*Task statement*.
Each line below that carries the string "description" must appear in the answer.

────────────────────────────────────────

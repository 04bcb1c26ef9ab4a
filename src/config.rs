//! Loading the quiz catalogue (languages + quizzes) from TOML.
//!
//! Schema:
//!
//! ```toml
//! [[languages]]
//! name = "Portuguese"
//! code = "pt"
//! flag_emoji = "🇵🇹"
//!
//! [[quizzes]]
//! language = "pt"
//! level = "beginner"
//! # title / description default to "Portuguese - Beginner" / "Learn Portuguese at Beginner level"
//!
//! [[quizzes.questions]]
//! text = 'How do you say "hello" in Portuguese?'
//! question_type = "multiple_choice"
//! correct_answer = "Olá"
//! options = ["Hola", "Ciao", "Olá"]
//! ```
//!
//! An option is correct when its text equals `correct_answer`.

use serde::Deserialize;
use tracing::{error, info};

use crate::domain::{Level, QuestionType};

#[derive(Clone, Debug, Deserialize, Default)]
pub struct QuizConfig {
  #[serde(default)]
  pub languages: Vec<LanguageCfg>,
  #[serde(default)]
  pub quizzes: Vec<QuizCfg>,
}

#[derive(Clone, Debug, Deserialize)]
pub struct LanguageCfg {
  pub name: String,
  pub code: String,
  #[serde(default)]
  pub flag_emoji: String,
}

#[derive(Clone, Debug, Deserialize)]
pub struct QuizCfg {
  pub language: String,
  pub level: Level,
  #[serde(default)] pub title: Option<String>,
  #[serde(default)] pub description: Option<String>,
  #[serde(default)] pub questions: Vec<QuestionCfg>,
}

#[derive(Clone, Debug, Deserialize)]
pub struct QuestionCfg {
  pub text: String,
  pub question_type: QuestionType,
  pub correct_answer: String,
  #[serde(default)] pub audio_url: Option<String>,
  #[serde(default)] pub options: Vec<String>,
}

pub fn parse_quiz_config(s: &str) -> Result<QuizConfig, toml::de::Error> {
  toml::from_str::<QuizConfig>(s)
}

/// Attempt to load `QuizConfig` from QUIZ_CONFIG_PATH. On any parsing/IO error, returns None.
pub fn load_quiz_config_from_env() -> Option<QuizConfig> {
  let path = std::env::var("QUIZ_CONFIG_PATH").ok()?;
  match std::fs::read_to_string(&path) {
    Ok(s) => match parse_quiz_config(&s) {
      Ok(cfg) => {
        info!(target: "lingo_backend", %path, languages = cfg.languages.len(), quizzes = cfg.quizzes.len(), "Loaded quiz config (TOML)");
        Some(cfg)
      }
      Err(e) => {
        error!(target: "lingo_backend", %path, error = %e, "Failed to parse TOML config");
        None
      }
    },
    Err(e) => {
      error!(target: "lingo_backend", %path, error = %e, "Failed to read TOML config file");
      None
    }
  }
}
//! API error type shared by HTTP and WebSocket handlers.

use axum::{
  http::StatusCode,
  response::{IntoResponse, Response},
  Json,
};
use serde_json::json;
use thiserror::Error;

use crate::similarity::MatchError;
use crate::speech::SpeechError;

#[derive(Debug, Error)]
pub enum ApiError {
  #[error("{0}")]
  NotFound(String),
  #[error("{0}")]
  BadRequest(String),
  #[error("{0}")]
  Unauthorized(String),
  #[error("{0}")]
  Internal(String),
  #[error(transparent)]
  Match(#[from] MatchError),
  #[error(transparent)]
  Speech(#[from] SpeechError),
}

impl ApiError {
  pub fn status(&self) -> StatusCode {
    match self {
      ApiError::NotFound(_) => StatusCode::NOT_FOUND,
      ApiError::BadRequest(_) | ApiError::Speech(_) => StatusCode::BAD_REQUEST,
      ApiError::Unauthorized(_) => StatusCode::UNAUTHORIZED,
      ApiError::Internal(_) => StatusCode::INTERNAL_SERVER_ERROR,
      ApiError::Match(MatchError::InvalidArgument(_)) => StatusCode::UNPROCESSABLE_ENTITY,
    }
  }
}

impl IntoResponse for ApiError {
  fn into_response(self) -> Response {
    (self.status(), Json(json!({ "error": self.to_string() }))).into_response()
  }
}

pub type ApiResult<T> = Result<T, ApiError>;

────────────────────────────────────────

*Result below*.
//! # title / description default to "Portuguese - Beginner" / "Learn Portuguese at Beginner level"
  #[serde(default)] pub description: Option<String>,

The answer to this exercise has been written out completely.